* **Data to process**:

//! Styled terminal output using anstyle.
//!
//! Renders a scan session as a results table, then one coloured card per
//! URL (green for safe, red for suspicious or unreachable), then a short
//! completion footer.

use anstyle::{AnsiColor, Color, Style};
use std::fmt::Write;
use std::io;

use crate::output::{Labels, OutputFormatter};
use crate::record::ScanRecord;
use crate::scanner::{ScanProgress, ScanSession};

/// Widest a table cell may get before it is shortened. URLs are never cut.
const MAX_CELL_WIDTH: usize = 40;

const RULE: &str =
    "━━━━━━━━━━━━━━━━━━━━━━━━━━━━━━━━━━━━━━━━━━━━━━━━━━━━━━━━━━━━━━━━━━━━━━━━━━━━━━";

/// Style definitions for different UI elements
pub struct Styles {
    pub header: Style,
    pub success: Style,
    pub alert: Style,
    pub warning: Style,
    pub muted: Style,
    pub bold: Style,
    pub url: Style,
}

impl Default for Styles {
    fn default() -> Self {
        Self {
            header: Style::new()
                .bold()
                .fg_color(Some(Color::Ansi(AnsiColor::Blue))),
            success: Style::new()
                .bold()
                .fg_color(Some(Color::Ansi(AnsiColor::Green))),
            alert: Style::new()
                .bold()
                .fg_color(Some(Color::Ansi(AnsiColor::Red))),
            warning: Style::new()
                .bold()
                .fg_color(Some(Color::Ansi(AnsiColor::Yellow))),
            muted: Style::new().fg_color(Some(Color::Ansi(AnsiColor::BrightBlack))),
            bold: Style::new().bold(),
            url: Style::new()
                .fg_color(Some(Color::Ansi(AnsiColor::Blue)))
                .underline(),
        }
    }
}

/// Styled formatter for scan sessions
pub struct StyledFormatter {
    styles: Styles,
    use_colors: bool,
    labels: Labels,
}

impl StyledFormatter {
    /// Formatter that colours output when stdout is a terminal
    pub fn new(labels: Labels) -> Self {
        Self {
            styles: Styles::default(),
            use_colors: Self::should_use_colors(),
            labels,
        }
    }

    /// Create a formatter without colors (for non-interactive use)
    pub fn without_colors(labels: Labels) -> Self {
        Self {
            styles: Styles::default(),
            use_colors: false,
            labels,
        }
    }

    /// Formatter with an explicit colour choice
    pub fn with_colors(labels: Labels, use_colors: bool) -> Self {
        Self {
            styles: Styles::default(),
            use_colors,
            labels,
        }
    }

    /// Determine if colors should be used based on environment
    pub fn should_use_colors() -> bool {
        atty::is(atty::Stream::Stdout) && std::env::var("NO_COLOR").is_err()
    }

    /// Apply style to text if colors are enabled
    fn styled(&self, text: &str, style: &Style) -> String {
        if self.use_colors {
            format!("{}{}{}", style.render(), text, style.render_reset())
        } else {
            text.to_string()
        }
    }

    fn verdict_style(&self, record: &ScanRecord) -> &Style {
        if record.verdict.is_safe() {
            &self.styles.success
        } else if record.fetch_failed {
            &self.styles.warning
        } else {
            &self.styles.alert
        }
    }

    /// Render the whole session
    pub fn format_session_text(&self, session: &ScanSession) -> Result<String, std::fmt::Error> {
        let mut output = String::new();
        self.write_table(&mut output, session)?;
        self.write_cards(&mut output, session)?;
        self.write_footer(&mut output, session)?;
        Ok(output)
    }

    fn write_table(&self, output: &mut String, session: &ScanSession) -> std::fmt::Result {
        writeln!(output)?;
        writeln!(output, "{}", self.styled(RULE, &self.styles.muted))?;
        writeln!(
            output,
            "  {}",
            self.styled(&format!("🔎 {}", self.labels.title()), &self.styles.header)
        )?;
        writeln!(output, "{}", self.styled(RULE, &self.styles.muted))?;

        let headers = self.labels.headers();
        let rows: Vec<Vec<String>> = session
            .records()
            .iter()
            .map(|r| {
                self.labels
                    .row(r)
                    .into_iter()
                    .enumerate()
                    .map(|(i, c)| if i == 0 { c } else { shorten(&c) })
                    .collect()
            })
            .collect();

        let mut widths: Vec<usize> = headers.iter().map(|h| display_width(h)).collect();
        for row in &rows {
            for (w, cell) in widths.iter_mut().zip(row) {
                *w = (*w).max(display_width(cell));
            }
        }

        let header_line = join_padded(&headers, &widths);
        writeln!(output, "  {}", self.styled(&header_line, &self.styles.bold))?;
        let separator: Vec<String> = widths.iter().map(|w| "─".repeat(*w)).collect();
        writeln!(
            output,
            "  {}",
            self.styled(&separator.join("─┼─"), &self.styles.muted)
        )?;

        let verdict_col = headers.len() - 2;
        for (record, row) in session.records().iter().zip(&rows) {
            let plain = join_padded(row, &widths);
            if !self.use_colors {
                writeln!(output, "  {plain}")?;
                continue;
            }
            // Colour only the verdict cell.
            let cells: Vec<String> = row
                .iter()
                .zip(&widths)
                .enumerate()
                .map(|(i, (cell, w))| {
                    let padded = pad(cell, *w);
                    if i == verdict_col {
                        self.styled(&padded, self.verdict_style(record))
                    } else {
                        padded
                    }
                })
                .collect();
            writeln!(output, "  {}", cells.join(" │ ").trim_end())?;
        }

        if session.records().is_empty() {
            writeln!(output, "  {}", self.styled("(no URLs)", &self.styles.muted))?;
        }
        Ok(())
    }

    fn write_cards(&self, output: &mut String, session: &ScanSession) -> std::fmt::Result {
        let [f_url, f_verdict, f_country, f_ip, f_category] = self.labels.card_fields();

        for record in session.records() {
            let style = if record.verdict.is_safe() {
                &self.styles.success
            } else {
                &self.styles.alert
            };
            let marker = if record.verdict.is_safe() { "✅" } else { "⚠️" };

            writeln!(output)?;
            writeln!(
                output,
                "  {} {} {}",
                self.styled("▌", style),
                marker,
                self.styled(&self.labels.verdict(&record.verdict), style)
            )?;
            writeln!(
                output,
                "  {} {f_url}: {}",
                self.styled("├─", &self.styles.muted),
                self.styled(&record.url, &self.styles.url)
            )?;
            writeln!(
                output,
                "  {} {f_verdict}: {}",
                self.styled("├─", &self.styles.muted),
                self.labels.verdict(&record.verdict)
            )?;
            writeln!(
                output,
                "  {} {f_country}: {}",
                self.styled("├─", &self.styles.muted),
                self.labels.value(&record.country)
            )?;
            writeln!(
                output,
                "  {} {f_ip}: {}",
                self.styled("├─", &self.styles.muted),
                self.labels.value(&record.ip)
            )?;
            writeln!(
                output,
                "  {} {f_category}: {}",
                self.styled("└─", &self.styles.muted),
                self.labels.category_column(record)
            )?;
        }
        Ok(())
    }

    fn write_footer(&self, output: &mut String, session: &ScanSession) -> std::fmt::Result {
        let summary = session.summary();
        writeln!(output)?;
        writeln!(output, "{}", self.styled(RULE, &self.styles.muted))?;
        writeln!(
            output,
            "  {} {}",
            self.styled("🎉", &self.styles.success),
            self.styled(self.labels.done(), &self.styles.success)
        )?;
        writeln!(
            output,
            "  {}",
            self.styled(
                &format!(
                    "{} URLs · {} safe · {} suspicious · {} unreachable · {}ms",
                    summary.total,
                    summary.safe,
                    summary.suspicious,
                    summary.unreachable,
                    session.duration_ms()
                ),
                &self.styles.muted
            )
        )?;
        Ok(())
    }

    /// One progress line: `[2/5] https://example.com -> Safe`
    pub fn format_progress(&self, progress: ScanProgress, record: &ScanRecord) -> String {
        format!(
            "{} {} -> {}",
            self.styled(
                &format!("[{}/{}]", progress.completed, progress.total),
                &self.styles.muted
            ),
            record.url,
            self.styled(
                &self.labels.verdict(&record.verdict),
                self.verdict_style(record)
            )
        )
    }
}

impl OutputFormatter for StyledFormatter {
    fn format_session(&self, session: &ScanSession) -> io::Result<String> {
        self.format_session_text(session)
            .map_err(|e| io::Error::other(e.to_string()))
    }

    fn file_extension(&self) -> &'static str {
        "txt"
    }
}

fn display_width(s: &str) -> usize {
    s.chars().count()
}

fn pad(s: &str, width: usize) -> String {
    let fill = width.saturating_sub(display_width(s));
    format!("{s}{}", " ".repeat(fill))
}

fn join_padded(cells: &[String], widths: &[usize]) -> String {
    let padded: Vec<String> = cells.iter().zip(widths).map(|(c, w)| pad(c, *w)).collect();
    padded.join(" │ ").trim_end().to_string()
}

fn shorten(s: &str) -> String {
    if display_width(s) <= MAX_CELL_WIDTH {
        return s.to_string();
    }
    let kept: String = s.chars().take(MAX_CELL_WIDTH - 1).collect();
    format!("{kept}…")
}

* **Problem**: Copy each line of the listing that contains "total".

* **Written response**:
                    summary.total,
                &format!("[{}/{}]", progress.completed, progress.total),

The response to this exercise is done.